(Collected data)
----------
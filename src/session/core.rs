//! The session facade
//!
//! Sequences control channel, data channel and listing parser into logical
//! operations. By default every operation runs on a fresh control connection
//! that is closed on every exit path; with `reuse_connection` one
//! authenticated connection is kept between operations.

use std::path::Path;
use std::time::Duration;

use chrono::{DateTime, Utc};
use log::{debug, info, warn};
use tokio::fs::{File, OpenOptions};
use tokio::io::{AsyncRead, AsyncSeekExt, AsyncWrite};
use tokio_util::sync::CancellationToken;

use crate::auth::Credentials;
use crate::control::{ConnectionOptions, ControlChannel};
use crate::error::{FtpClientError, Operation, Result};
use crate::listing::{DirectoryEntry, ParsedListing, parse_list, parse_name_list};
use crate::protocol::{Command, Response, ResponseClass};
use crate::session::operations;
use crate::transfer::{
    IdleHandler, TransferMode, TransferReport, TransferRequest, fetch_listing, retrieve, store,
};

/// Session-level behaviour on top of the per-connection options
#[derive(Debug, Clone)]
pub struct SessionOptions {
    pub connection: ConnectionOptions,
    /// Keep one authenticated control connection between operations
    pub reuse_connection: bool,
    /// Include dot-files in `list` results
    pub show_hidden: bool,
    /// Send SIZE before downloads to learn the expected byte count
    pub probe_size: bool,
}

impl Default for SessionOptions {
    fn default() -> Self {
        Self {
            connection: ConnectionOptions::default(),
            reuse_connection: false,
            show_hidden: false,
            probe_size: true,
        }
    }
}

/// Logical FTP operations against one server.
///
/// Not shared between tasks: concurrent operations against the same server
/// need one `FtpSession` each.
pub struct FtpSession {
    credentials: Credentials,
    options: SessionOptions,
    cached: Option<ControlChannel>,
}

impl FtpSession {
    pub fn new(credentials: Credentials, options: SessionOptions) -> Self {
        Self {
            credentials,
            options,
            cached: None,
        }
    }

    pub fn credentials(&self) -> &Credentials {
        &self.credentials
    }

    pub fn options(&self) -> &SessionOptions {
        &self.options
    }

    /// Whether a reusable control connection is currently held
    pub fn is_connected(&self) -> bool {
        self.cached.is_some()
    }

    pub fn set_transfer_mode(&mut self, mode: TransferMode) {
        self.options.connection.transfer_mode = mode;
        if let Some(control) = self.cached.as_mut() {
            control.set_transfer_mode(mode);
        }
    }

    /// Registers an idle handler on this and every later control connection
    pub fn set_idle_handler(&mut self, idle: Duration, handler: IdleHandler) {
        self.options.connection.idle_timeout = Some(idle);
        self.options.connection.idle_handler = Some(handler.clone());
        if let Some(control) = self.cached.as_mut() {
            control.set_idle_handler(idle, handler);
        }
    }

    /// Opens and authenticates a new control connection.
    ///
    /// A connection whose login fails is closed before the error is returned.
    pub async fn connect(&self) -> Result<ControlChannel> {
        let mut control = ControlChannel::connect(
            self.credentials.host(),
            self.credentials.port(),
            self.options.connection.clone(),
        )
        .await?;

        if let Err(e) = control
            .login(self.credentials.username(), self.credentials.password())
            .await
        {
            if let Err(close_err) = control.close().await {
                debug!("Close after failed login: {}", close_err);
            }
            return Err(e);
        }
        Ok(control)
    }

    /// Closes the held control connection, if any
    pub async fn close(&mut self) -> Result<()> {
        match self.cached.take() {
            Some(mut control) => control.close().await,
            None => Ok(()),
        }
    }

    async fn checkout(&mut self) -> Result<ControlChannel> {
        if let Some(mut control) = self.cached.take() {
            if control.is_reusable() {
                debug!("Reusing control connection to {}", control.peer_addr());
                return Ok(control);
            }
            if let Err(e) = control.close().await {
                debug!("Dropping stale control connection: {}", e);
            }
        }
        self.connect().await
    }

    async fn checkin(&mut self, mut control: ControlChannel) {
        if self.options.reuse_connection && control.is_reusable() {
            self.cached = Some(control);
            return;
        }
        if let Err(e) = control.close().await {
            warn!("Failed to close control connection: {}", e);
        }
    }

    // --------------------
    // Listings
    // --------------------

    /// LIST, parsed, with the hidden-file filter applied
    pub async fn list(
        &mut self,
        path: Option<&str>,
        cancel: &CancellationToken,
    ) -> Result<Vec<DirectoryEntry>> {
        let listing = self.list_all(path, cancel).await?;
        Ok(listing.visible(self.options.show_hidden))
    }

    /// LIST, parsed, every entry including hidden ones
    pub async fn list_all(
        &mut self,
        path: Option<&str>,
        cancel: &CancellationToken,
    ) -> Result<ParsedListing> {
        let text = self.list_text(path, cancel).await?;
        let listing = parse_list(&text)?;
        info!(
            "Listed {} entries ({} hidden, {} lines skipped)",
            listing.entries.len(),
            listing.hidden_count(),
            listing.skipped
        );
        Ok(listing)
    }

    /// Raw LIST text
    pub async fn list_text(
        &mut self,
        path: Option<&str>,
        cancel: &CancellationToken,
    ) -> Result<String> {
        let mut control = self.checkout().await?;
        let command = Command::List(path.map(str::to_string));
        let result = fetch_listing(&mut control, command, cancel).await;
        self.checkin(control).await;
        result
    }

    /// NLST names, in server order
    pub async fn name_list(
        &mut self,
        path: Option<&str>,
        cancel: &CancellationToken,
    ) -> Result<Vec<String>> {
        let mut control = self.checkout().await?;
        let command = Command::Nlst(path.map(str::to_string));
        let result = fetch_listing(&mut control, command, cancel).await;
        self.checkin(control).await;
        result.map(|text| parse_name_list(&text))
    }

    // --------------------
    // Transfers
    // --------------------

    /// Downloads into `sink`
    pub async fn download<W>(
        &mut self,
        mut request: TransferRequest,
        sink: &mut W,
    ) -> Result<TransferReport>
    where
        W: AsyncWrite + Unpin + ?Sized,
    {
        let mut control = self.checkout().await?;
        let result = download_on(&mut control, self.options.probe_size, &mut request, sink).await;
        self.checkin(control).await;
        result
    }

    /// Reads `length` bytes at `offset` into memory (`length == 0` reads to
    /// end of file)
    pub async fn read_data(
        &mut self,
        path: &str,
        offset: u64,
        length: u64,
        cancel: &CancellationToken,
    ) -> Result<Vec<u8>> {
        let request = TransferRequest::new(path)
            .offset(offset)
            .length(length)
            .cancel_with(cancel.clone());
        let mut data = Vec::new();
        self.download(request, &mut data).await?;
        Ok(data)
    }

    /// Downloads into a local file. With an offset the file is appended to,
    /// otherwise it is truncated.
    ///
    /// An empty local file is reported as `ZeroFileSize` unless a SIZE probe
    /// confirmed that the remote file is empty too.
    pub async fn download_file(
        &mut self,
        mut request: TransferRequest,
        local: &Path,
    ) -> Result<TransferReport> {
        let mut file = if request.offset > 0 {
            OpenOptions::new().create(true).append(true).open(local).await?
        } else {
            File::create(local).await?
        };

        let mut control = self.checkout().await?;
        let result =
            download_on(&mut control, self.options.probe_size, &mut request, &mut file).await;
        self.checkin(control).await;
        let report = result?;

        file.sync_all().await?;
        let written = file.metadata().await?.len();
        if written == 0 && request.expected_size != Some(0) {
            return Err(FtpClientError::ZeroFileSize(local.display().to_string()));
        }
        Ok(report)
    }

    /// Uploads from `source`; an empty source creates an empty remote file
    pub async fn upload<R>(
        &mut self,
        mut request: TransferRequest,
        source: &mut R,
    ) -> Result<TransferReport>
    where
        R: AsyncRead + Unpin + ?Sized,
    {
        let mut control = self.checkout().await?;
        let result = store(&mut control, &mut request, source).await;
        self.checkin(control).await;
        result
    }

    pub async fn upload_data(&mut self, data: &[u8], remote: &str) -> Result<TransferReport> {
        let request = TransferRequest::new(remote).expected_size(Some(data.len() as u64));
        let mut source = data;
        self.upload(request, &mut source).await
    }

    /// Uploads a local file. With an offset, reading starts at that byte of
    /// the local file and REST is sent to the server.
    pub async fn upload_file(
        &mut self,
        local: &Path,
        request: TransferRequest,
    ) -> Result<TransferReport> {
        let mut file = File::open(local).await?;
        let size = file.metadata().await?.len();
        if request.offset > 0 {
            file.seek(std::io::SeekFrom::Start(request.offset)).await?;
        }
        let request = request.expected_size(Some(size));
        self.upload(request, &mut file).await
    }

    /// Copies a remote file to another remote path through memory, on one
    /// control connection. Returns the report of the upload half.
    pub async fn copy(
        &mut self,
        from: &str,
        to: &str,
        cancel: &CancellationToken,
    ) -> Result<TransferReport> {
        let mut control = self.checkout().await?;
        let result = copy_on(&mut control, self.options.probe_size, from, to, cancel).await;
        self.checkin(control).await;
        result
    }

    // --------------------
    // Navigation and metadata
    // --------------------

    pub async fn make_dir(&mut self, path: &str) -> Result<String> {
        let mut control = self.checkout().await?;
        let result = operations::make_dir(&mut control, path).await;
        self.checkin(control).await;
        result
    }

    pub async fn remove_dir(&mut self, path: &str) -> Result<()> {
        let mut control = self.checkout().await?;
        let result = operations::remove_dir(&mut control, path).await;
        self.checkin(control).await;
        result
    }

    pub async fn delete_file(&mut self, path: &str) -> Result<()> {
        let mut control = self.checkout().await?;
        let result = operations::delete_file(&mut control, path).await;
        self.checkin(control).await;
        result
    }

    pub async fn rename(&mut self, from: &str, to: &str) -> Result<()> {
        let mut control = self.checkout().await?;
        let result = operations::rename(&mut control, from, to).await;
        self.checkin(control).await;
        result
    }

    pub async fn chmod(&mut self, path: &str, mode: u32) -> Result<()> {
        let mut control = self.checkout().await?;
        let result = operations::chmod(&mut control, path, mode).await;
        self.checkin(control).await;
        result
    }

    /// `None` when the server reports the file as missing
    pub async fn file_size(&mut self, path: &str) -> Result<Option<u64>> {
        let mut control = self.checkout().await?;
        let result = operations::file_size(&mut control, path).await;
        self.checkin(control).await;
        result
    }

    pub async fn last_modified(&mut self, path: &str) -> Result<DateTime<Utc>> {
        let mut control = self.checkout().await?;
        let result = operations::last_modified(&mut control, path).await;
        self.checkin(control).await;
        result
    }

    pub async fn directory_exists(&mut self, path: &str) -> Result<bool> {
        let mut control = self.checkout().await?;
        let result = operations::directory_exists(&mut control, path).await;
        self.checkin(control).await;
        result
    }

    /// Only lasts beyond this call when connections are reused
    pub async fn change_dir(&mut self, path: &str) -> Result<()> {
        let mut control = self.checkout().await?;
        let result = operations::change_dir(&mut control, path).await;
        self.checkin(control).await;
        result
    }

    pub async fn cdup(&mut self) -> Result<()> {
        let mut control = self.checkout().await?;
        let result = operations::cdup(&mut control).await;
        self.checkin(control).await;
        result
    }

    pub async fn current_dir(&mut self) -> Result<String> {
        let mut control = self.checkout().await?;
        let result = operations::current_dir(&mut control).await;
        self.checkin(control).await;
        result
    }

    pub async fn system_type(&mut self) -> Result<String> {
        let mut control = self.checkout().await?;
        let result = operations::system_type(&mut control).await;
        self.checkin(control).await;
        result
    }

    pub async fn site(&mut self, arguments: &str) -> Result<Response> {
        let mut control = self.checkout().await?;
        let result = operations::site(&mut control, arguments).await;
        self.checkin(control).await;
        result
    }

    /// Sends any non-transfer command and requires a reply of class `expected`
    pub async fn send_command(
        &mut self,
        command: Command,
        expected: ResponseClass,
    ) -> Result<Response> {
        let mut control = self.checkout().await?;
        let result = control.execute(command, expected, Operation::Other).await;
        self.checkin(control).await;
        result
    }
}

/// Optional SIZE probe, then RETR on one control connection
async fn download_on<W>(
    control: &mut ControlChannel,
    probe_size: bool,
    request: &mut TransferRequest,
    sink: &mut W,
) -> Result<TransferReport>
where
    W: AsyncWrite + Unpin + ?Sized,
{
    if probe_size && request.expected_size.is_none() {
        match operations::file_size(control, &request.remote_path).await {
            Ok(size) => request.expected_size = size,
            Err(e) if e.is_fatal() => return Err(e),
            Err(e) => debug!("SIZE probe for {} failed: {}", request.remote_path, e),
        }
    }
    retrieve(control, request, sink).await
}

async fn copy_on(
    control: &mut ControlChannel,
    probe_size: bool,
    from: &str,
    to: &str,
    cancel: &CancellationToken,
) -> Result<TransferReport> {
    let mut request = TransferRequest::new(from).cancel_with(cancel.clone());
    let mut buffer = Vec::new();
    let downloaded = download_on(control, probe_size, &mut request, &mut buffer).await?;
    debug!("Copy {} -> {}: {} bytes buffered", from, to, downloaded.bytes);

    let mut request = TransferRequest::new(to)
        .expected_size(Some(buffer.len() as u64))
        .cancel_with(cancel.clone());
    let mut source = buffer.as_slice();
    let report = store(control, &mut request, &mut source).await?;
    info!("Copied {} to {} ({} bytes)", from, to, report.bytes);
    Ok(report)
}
----------
What is needed -> Wherever the string "warn" appears in a line above, copy that line.

Response to this task ->
use log::{debug, info, warn};
            warn!("Failed to close control connection: {}", e);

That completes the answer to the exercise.